* What this task involves
Write out each entry word for word.
* * *
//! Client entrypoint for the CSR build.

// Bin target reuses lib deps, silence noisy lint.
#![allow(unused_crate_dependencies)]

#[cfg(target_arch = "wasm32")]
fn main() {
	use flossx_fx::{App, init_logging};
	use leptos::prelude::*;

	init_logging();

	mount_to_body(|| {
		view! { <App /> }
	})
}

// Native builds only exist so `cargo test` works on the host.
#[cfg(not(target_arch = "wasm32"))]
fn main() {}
* * *
* Result for this exercise
//! Client entrypoint for the CSR build.

// Bin target reuses lib deps, silence noisy lint.
#![allow(unused_crate_dependencies)]

#[cfg(target_arch = "wasm32")]
fn main() {
	use flossx_fx::{App, init_logging};
	use leptos::prelude::*;

	init_logging();

	mount_to_body(|| {
		view! { <App /> }
	})
}

// Native builds only exist so `cargo test` works on the host.
#[cfg(not(target_arch = "wasm32"))]
fn main() {}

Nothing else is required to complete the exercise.